Please output exactly the part of the records below that opens with the line containing "a grid payload." and closes with the line containing "let Some(layout) = layout", both lines included, and nothing else.

^^^^

//! Which modifier keys drive snapping.

use std::fmt;

use crate::{Settings, input::ModifierFlags};

/// A configurable modifier key.
#[derive(Debug, Clone, Copy, PartialEq, Eq, Hash)]
pub enum ModifierKey {
    /// Command (⌘).
    Command,
    /// Shift.
    Shift,
    /// Option (⌥).
    Option,
    /// Control.
    Control,
}

impl ModifierKey {
    /// Parse a persisted key name. Matching ignores case; anything
    /// unrecognised means Shift.
    pub fn from_persisted(name: &str) -> Self {
        match name.trim().to_ascii_lowercase().as_str() {
            "command" => Self::Command,
            "option" => Self::Option,
            "control" => Self::Control,
            _ => Self::Shift,
        }
    }

    /// Canonical persisted name.
    pub fn as_str(self) -> &'static str {
        match self {
            Self::Command => "Command",
            Self::Shift => "Shift",
            Self::Option => "Option",
            Self::Control => "Control",
        }
    }

    /// The flag this key sets in [`ModifierFlags`].
    pub fn flags(self) -> ModifierFlags {
        match self {
            Self::Command => ModifierFlags::COMMAND,
            Self::Shift => ModifierFlags::SHIFT,
            Self::Option => ModifierFlags::OPTION,
            Self::Control => ModifierFlags::CONTROL,
        }
    }

    /// Whether this key is held in `flags`.
    pub fn held(self, flags: ModifierFlags) -> bool {
        flags.contains(self.flags())
    }
}

impl fmt::Display for ModifierKey {
    fn fmt(&self, f: &mut fmt::Formatter<'_>) -> fmt::Result {
        f.write_str(self.as_str())
    }
}

/// The snap and multi-zone modifier pair.
#[derive(Debug, Clone, Copy, PartialEq, Eq)]
pub struct SnapKeyConfig {
    /// Held while dragging to show zones and snap on release.
    pub snap: ModifierKey,
    /// Additionally held to select several zones.
    pub multi_zone: ModifierKey,
}

impl Default for SnapKeyConfig {
    fn default() -> Self {
        Self {
            snap: ModifierKey::Shift,
            multi_zone: ModifierKey::Command,
        }
    }
}

impl SnapKeyConfig {
    /// Keys named in `settings`.
    pub fn from_settings(settings: &Settings) -> Self {
        Self {
            snap: ModifierKey::from_persisted(&settings.snap_key),
            multi_zone: ModifierKey::from_persisted(&settings.multi_zone_key),
        }
    }
}

#[cfg(test)]
mod tests {
    use super::*;

    #[test]
    fn persisted_names_ignore_case() {
        assert_eq!(ModifierKey::from_persisted("COMMAND"), ModifierKey::Command);
        assert_eq!(ModifierKey::from_persisted("option"), ModifierKey::Option);
        assert_eq!(ModifierKey::from_persisted("Control"), ModifierKey::Control);
        assert_eq!(ModifierKey::from_persisted("shift"), ModifierKey::Shift);
    }

    #[test]
    fn unknown_names_mean_shift() {
        assert_eq!(ModifierKey::from_persisted("Hyper"), ModifierKey::Shift);
        assert_eq!(ModifierKey::from_persisted(""), ModifierKey::Shift);
    }

    #[test]
    fn config_from_settings() {
        let s = Settings {
            snap_key: "option".into(),
            multi_zone_key: "bogus".into(),
            ..Settings::default()
        };
        let keys = SnapKeyConfig::from_settings(&s);
        assert_eq!(keys.snap, ModifierKey::Option);
        assert_eq!(keys.multi_zone, ModifierKey::Shift);
        assert_eq!(SnapKeyConfig::from_settings(&Settings::default()), SnapKeyConfig::default());
        assert!(keys.snap.held(ModifierFlags::OPTION | ModifierFlags::SHIFT));
        assert!(!keys.snap.held(ModifierFlags::SHIFT));
    }
}
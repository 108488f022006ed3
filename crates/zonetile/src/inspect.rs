//! Read-only commands: list layouts, compute zones, pick a best zone.

use std::path::Path;

use tile_geom::InternalRect;
use tile_layout::{LayoutStore, Zone, ZoneSet, best_zone, preset};
use tracing::debug;

use crate::{
    cli::{BestArgs, PresetsArgs, ScreenArgs, ZonesArgs},
    error::{Error, Result},
};

/// Display id used for the single screen described on the command line.
pub const CLI_DISPLAY: u32 = 1;

/// Open the layout store at `path`, or the built-in layouts when no path is
/// given. A path that does not exist yet also yields the built-ins.
pub fn open_store(path: Option<&Path>) -> Result<LayoutStore> {
    match path {
        Some(p) => Ok(LayoutStore::load_or_default(p)?),
        None => Ok(LayoutStore::with_defaults()),
    }
}

/// Find a layout by id, then by name, then among the presets by name.
pub fn resolve_layout(store: &LayoutStore, which: Option<&str>) -> Result<ZoneSet> {
    let Some(which) = which else {
        return store
            .selected_zone_set(CLI_DISPLAY)
            .ok_or_else(|| Error::UnknownLayout(String::new()));
    };
    store
        .layout(which)
        .or_else(|| store.layouts().iter().find(|l| l.name == which))
        .cloned()
        .or_else(|| preset(which))
        .ok_or_else(|| Error::UnknownLayout(which.to_string()))
}

/// Zones `set` produces on the requested screen.
fn zones_for(set: &ZoneSet, screen: &ScreenArgs) -> Vec<Zone> {
    let screen = screen.screen();
    let zones = LayoutStore::preview_zones(set, &screen);
    debug!(layout = %set.id, zones = zones.len(), "computed zones");
    zones
}

/// `(x, y, w, h)`.
fn fmt_rect(r: &InternalRect) -> String {
    format!("({}, {}, {}, {})", r.x, r.y, r.w, r.h)
}

/// `presets`: one line per built-in layout, or the whole set as JSON.
pub fn presets(args: &PresetsArgs) -> Result<()> {
    let all = tile_layout::presets();
    if args.json {
        println!("{}", serde_json::to_string_pretty(&all)?);
        return Ok(());
    }
    for set in &all {
        println!("{:<18} {:<20} {:<6} spacing={}", set.id, set.name, set.layout.kind(), set.spacing);
    }
    Ok(())
}

/// `layouts`: the store's layouts, marking the one selected for display 1.
pub fn layouts(store: &LayoutStore) -> Result<()> {
    let selected = store.selected_zone_set(CLI_DISPLAY).map(|s| s.id);
    for set in store.layouts() {
        let mark = if selected.as_deref() == Some(set.id.as_str()) {
            "*"
        } else {
            " "
        };
        println!("{mark} {:<18} {:<20} {}", set.id, set.name, set.layout.kind());
    }
    Ok(())
}

/// `zones`: each zone in internal and global coordinates.
pub fn zones(store: &LayoutStore, args: &ZonesArgs) -> Result<()> {
    let set = resolve_layout(store, args.layout.as_deref())?;
    let screen = args.screen.screen();
    let zones = zones_for(&set, &args.screen);
    if zones.is_empty() {
        println!("{}: no zones", set.name);
        return Ok(());
    }
    println!("{} ({} zones)", set.name, zones.len());
    for z in &zones {
        let g = z.rect.to_global_top_left(&screen);
        println!(
            "  zone {:>2}  internal {}  global ({}, {}, {}, {})",
            z.id,
            fmt_rect(&z.rect),
            g.x,
            g.y,
            g.w,
            g.h
        );
    }
    Ok(())
}

/// `best`: the zone a window would snap to.
pub fn best(store: &LayoutStore, args: &BestArgs) -> Result<()> {
    let set = resolve_layout(store, args.layout.as_deref())?;
    let screen = args.screen.screen();
    let zones = zones_for(&set, &args.screen);
    let window = InternalRect::from_global_top_left(args.window, &screen);
    match best_zone(&window, &zones) {
        Some(z) => {
            let g = z.rect.to_global_top_left(&screen);
            println!("zone {} -> ({}, {}, {}, {})", z.id, g.x, g.y, g.w, g.h);
        }
        None => println!("{}: no zones", set.name),
    }
    Ok(())
}

#[cfg(test)]
mod tests {
    use super::*;

    #[test]
    fn layouts_resolve_by_id_name_or_preset() {
        let store = LayoutStore::new();
        assert_eq!(
            resolve_layout(&store, Some("Rows (2)")).expect("preset").id,
            "rows-2"
        );
        assert!(matches!(
            resolve_layout(&store, Some("nope")),
            Err(Error::UnknownLayout(_))
        ));

        let store = LayoutStore::with_defaults();
        assert_eq!(
            resolve_layout(&store, Some("grid-3x3")).expect("id").name,
            "Grid 3×3"
        );
        assert_eq!(resolve_layout(&store, None).expect("selected").id, "grid-2x2");
    }

    #[test]
    fn missing_store_file_uses_builtins() {
        let store = open_store(Some(Path::new("/nonexistent/zonetile/layouts.json")))
            .expect("defaults");
        assert_eq!(store.layouts().len(), tile_layout::presets().len());
    }
}
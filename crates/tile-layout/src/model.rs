//! Layout data model and its persisted JSON shape.

use std::collections::BTreeSet;

use serde::{Deserialize, Serialize};
use tile_geom::InternalRect;

use crate::Error;

/// Fixed-point scale of grid percentages: 10000 is the whole axis.
pub const PERCENT_TOTAL: u32 = 10_000;

/// Identifier of a logical zone within one layout.
pub type ZoneId = u32;

/// A percentage grid whose cells are grouped into zones by id.
///
/// `cell_child_map[r][c]` names the zone owning cell `(r, c)`. A zone covers
/// the rectangular run of equal ids starting at its top-left-most cell.
#[derive(Clone, Debug, PartialEq, Eq, Serialize, Deserialize)]
#[serde(rename_all = "camelCase")]
pub struct GridLayoutInfo {
    /// Number of rows.
    pub rows: usize,
    /// Number of columns.
    pub columns: usize,
    /// Height of each row, summing to [`PERCENT_TOTAL`].
    pub rows_percents: Vec<u32>,
    /// Width of each column, summing to [`PERCENT_TOTAL`].
    pub columns_percents: Vec<u32>,
    /// Zone id per cell, `rows` vectors of `columns` entries.
    pub cell_child_map: Vec<Vec<ZoneId>>,
}

impl GridLayoutInfo {
    /// True when every dimension agrees with `rows` and `columns` and both
    /// are non-zero.
    pub fn is_well_formed(&self) -> bool {
        self.rows > 0
            && self.columns > 0
            && self.rows_percents.len() == self.rows
            && self.columns_percents.len() == self.columns
            && self.cell_child_map.len() == self.rows
            && self.cell_child_map.iter().all(|row| row.len() == self.columns)
    }

    /// True when both percent axes sum to [`PERCENT_TOTAL`].
    pub fn percents_balanced(&self) -> bool {
        let sum = |v: &[u32]| v.iter().map(|p| u64::from(*p)).sum::<u64>();
        sum(&self.rows_percents) == u64::from(PERCENT_TOTAL)
            && sum(&self.columns_percents) == u64::from(PERCENT_TOTAL)
    }

    /// Largest zone id in the map.
    pub fn max_id(&self) -> Option<ZoneId> {
        self.cell_child_map.iter().flatten().copied().max()
    }

    /// Distinct zone ids present in the map.
    pub fn zone_ids(&self) -> BTreeSet<ZoneId> {
        self.cell_child_map.iter().flatten().copied().collect()
    }
}

/// One freeform zone in a canvas layout's reference space.
#[derive(Clone, Copy, Debug, PartialEq, Eq, Serialize, Deserialize)]
pub struct CanvasZone {
    /// Zone id, unique within the layout.
    pub id: ZoneId,
    /// Left edge.
    pub x: i32,
    /// Top edge.
    pub y: i32,
    /// Width.
    pub width: i32,
    /// Height.
    pub height: i32,
}

/// Freeform zones captured against a reference work-area size.
#[derive(Clone, Debug, PartialEq, Eq, Serialize, Deserialize)]
#[serde(rename_all = "camelCase")]
pub struct CanvasLayoutInfo {
    /// Zones in back-to-front order.
    pub zones: Vec<CanvasZone>,
    /// Reference width the zone coordinates were captured against.
    pub last_work_area_width: i32,
    /// Reference height the zone coordinates were captured against.
    pub last_work_area_height: i32,
}

impl CanvasLayoutInfo {
    /// Largest zone id, if any zones exist.
    pub fn max_id(&self) -> Option<ZoneId> {
        self.zones.iter().map(|z| z.id).max()
    }
}

/// The geometry payload of a zone set.
#[derive(Clone, Debug, PartialEq, Eq)]
pub enum Layout {
    /// Percentage grid with spanning cells.
    Grid(GridLayoutInfo),
    /// Freeform rectangles.
    Canvas(CanvasLayoutInfo),
}

impl Layout {
    /// Persisted `type` tag.
    pub fn kind(&self) -> &'static str {
        match self {
            Self::Grid(_) => "grid",
            Self::Canvas(_) => "canvas",
        }
    }
}

/// A named layout that produces zones for a work area.
#[derive(Clone, Debug, PartialEq, Eq, Serialize, Deserialize)]
#[serde(try_from = "RawZoneSet", into = "RawZoneSet")]
pub struct ZoneSet {
    /// Stable identifier.
    pub id: String,
    /// Display name.
    pub name: String,
    /// Gap between grid zones, in work-area units. Ignored by canvas layouts.
    pub spacing: u32,
    /// Geometry payload.
    pub layout: Layout,
}

impl ZoneSet {
    /// A grid zone set.
    pub fn grid(
        id: impl Into<String>,
        name: impl Into<String>,
        grid: GridLayoutInfo,
        spacing: u32,
    ) -> Self {
        Self {
            id: id.into(),
            name: name.into(),
            spacing,
            layout: Layout::Grid(grid),
        }
    }

    /// A canvas zone set.
    pub fn canvas(
        id: impl Into<String>,
        name: impl Into<String>,
        canvas: CanvasLayoutInfo,
        spacing: u32,
    ) -> Self {
        Self {
            id: id.into(),
            name: name.into(),
            spacing,
            layout: Layout::Canvas(canvas),
        }
    }

    /// Grid payload, if this is a grid layout.
    pub fn grid_info(&self) -> Option<&GridLayoutInfo> {
        match &self.layout {
            Layout::Grid(g) => Some(g),
            Layout::Canvas(_) => None,
        }
    }

    /// Canvas payload, if this is a canvas layout.
    pub fn canvas_info(&self) -> Option<&CanvasLayoutInfo> {
        match &self.layout {
            Layout::Canvas(c) => Some(c),
            Layout::Grid(_) => None,
        }
    }
}

/// A concrete zone rectangle in a screen's internal space.
#[derive(Clone, Copy, Debug, PartialEq, Serialize, Deserialize)]
pub struct Zone {
    /// Id of the logical zone this rectangle realises.
    pub id: ZoneId,
    /// Rectangle in internal coordinates.
    pub rect: InternalRect,
}

impl Zone {
    /// Construct a zone.
    pub const fn new(id: ZoneId, rect: InternalRect) -> Self {
        Self { id, rect }
    }

    /// Positive width and height.
    pub fn is_valid(&self) -> bool {
        self.rect.w > 0.0 && self.rect.h > 0.0
    }
}

/// Persisted `type` values. Older stores used several grid flavours; all of
/// them carry a grid payload.
#[derive(Clone, Copy, Debug, PartialEq, Eq, Serialize, Deserialize)]
#[serde(rename_all = "camelCase")]
enum LayoutKind {
    /// Plain grid.
    Grid,
    /// Legacy grid flavour.
    PriorityGrid,
    /// Legacy grid flavour.
    Rows,
    /// Legacy grid flavour.
    Columns,
    /// Legacy grid flavour.
    Focus,
    /// Freeform canvas.
    Canvas,
}

/// Wire form of [`ZoneSet`].
#[derive(Serialize, Deserialize)]
#[serde(rename_all = "camelCase")]
struct RawZoneSet {
    /// Stable id.
    id: String,
    /// Display name.
    name: String,
    /// Persisted layout kind.
    #[serde(rename = "type")]
    kind: LayoutKind,
    /// Gap between zones, in pixels.
    #[serde(default)]
    spacing: u32,
    /// Grid payload.
    #[serde(default, skip_serializing_if = "Option::is_none")]
    grid_info: Option<GridLayoutInfo>,
    /// Canvas payload.
    #[serde(default, skip_serializing_if = "Option::is_none")]
    canvas_info: Option<CanvasLayoutInfo>,
}

impl TryFrom<RawZoneSet> for ZoneSet {
    type Error = Error;

    fn try_from(raw: RawZoneSet) -> Result<Self, Self::Error> {
        let layout = match raw.kind {
            LayoutKind::Canvas => raw.canvas_info.map(Layout::Canvas),
            LayoutKind::Grid
            | LayoutKind::PriorityGrid
            | LayoutKind::Rows
            | LayoutKind::Columns
            | LayoutKind::Focus => raw.grid_info.map(Layout::Grid),
        };
        let Some(layout) = layout else {
            let kind = if raw.kind == LayoutKind::Canvas {
                "canvas"
            } else {
                "grid"
            };
            return Err(Error::MissingPayload { id: raw.id, kind });
        };
        Ok(Self {
            id: raw.id,
            name: raw.name,
            spacing: raw.spacing,
            layout,
        })
    }
}

impl From<ZoneSet> for RawZoneSet {
    fn from(set: ZoneSet) -> Self {
        let (kind, grid_info, canvas_info) = match set.layout {
            Layout::Grid(g) => (LayoutKind::Grid, Some(g), None),
            Layout::Canvas(c) => (LayoutKind::Canvas, None, Some(c)),
        };
        Self {
            id: set.id,
            name: set.name,
            kind,
            spacing: set.spacing,
            grid_info,
            canvas_info,
        }
    }
}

^^^^

§ **SOLUTION BELOW**:
/// them carry a grid payload.
#[derive(Clone, Copy, Debug, PartialEq, Eq, Serialize, Deserialize)]
#[serde(rename_all = "camelCase")]
enum LayoutKind {
    /// Plain grid.
    Grid,
    /// Legacy grid flavour.
    PriorityGrid,
    /// Legacy grid flavour.
    Rows,
    /// Legacy grid flavour.
    Columns,
    /// Legacy grid flavour.
    Focus,
    /// Freeform canvas.
    Canvas,
}

/// Wire form of [`ZoneSet`].
#[derive(Serialize, Deserialize)]
#[serde(rename_all = "camelCase")]
struct RawZoneSet {
    /// Stable id.
    id: String,
    /// Display name.
    name: String,
    /// Persisted layout kind.
    #[serde(rename = "type")]
    kind: LayoutKind,
    /// Gap between zones, in pixels.
    #[serde(default)]
    spacing: u32,
    /// Grid payload.
    #[serde(default, skip_serializing_if = "Option::is_none")]
    grid_info: Option<GridLayoutInfo>,
    /// Canvas payload.
    #[serde(default, skip_serializing_if = "Option::is_none")]
    canvas_info: Option<CanvasLayoutInfo>,
}

impl TryFrom<RawZoneSet> for ZoneSet {
    type Error = Error;

    fn try_from(raw: RawZoneSet) -> Result<Self, Self::Error> {
        let layout = match raw.kind {
            LayoutKind::Canvas => raw.canvas_info.map(Layout::Canvas),
            LayoutKind::Grid
            | LayoutKind::PriorityGrid
            | LayoutKind::Rows
            | LayoutKind::Columns
            | LayoutKind::Focus => raw.grid_info.map(Layout::Grid),
        };
        let Some(layout) = layout else {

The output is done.